## REQUIRED WORK
Each line below is to be set down again exactly.

## RECORDS TO USE
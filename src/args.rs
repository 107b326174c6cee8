/// Command-line arguments.

use clap::{Parser, Subcommand};
use cxraide_client::DisplayContext;
use std::path::PathBuf;

#[derive(Parser, Debug)]
#[command(author, version, about, long_about = None)]
pub struct Args {
    /// Service base address (overrides API_URL)
    #[arg(long, value_name = "URL")]
    pub api_url: Option<String>,

    /// Bearer credential forwarded as-is (overrides AUTH_TOKEN)
    #[arg(long, value_name = "TOKEN")]
    pub token: Option<String>,

    #[command(subcommand)]
    pub command: Command,
}

#[derive(Subcommand, Debug)]
pub enum Command {
    /// Print the model status reported by the service
    Status,

    /// Send an image for prediction and print the detections as JSON
    Predict {
        /// Image file (JPEG, PNG, WebP or BMP)
        #[arg(long, value_name = "FILE")]
        image: PathBuf,

        /// Size the image is displayed at, e.g. 800x450; boxes are mapped into that space
        #[arg(long, value_name = "WxH", value_parser = parse_display)]
        display: Option<DisplayContext>,

        /// Directory to write the clean and annotated images to
        #[arg(long, value_name = "DIR")]
        out_dir: Option<PathBuf>,

        /// Synthesize predictions when the service cannot be reached
        #[arg(long)]
        fallback: bool,

        /// TrueType/OpenType font for label text on synthesized annotations
        #[arg(long, value_name = "FILE")]
        font: Option<PathBuf>,
    },
}

fn parse_display(value: &str) -> Result<DisplayContext, String> {
    DisplayContext::parse(value).ok_or_else(|| format!("expected WIDTHxHEIGHT with positive sizes, got {value:?}"))
}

## PROBLEM SOLUTION
filename src/args.rs
repository 107b326174c6cee8
/// Command-line arguments.

use clap::{Parser, Subcommand};
use cxraide_client::DisplayContext;
use std::path::PathBuf;

#[derive(Parser, Debug)]
#[command(author, version, about, long_about = None)]
pub struct Args {
    /// Service base address (overrides API_URL)
    #[arg(long, value_name = "URL")]
    pub api_url: Option<String>,

    /// Bearer credential forwarded as-is (overrides AUTH_TOKEN)
    #[arg(long, value_name = "TOKEN")]
    pub token: Option<String>,

    #[command(subcommand)]
    pub command: Command,
}

#[derive(Subcommand, Debug)]
pub enum Command {
    /// Print the model status reported by the service
    Status,

    /// Send an image for prediction and print the detections as JSON
    Predict {
        /// Image file (JPEG, PNG, WebP or BMP)
        #[arg(long, value_name = "FILE")]
        image: PathBuf,

        /// Size the image is displayed at, e.g. 800x450; boxes are mapped into that space
        #[arg(long, value_name = "WxH", value_parser = parse_display)]
        display: Option<DisplayContext>,

        /// Directory to write the clean and annotated images to
        #[arg(long, value_name = "DIR")]
        out_dir: Option<PathBuf>,

        /// Synthesize predictions when the service cannot be reached
        #[arg(long)]
        fallback: bool,

        /// TrueType/OpenType font for label text on synthesized annotations
        #[arg(long, value_name = "FILE")]
        font: Option<PathBuf>,
    },
}

fn parse_display(value: &str) -> Result<DisplayContext, String> {
    DisplayContext::parse(value).ok_or_else(|| format!("expected WIDTHxHEIGHT with positive sizes, got {value:?}"))
}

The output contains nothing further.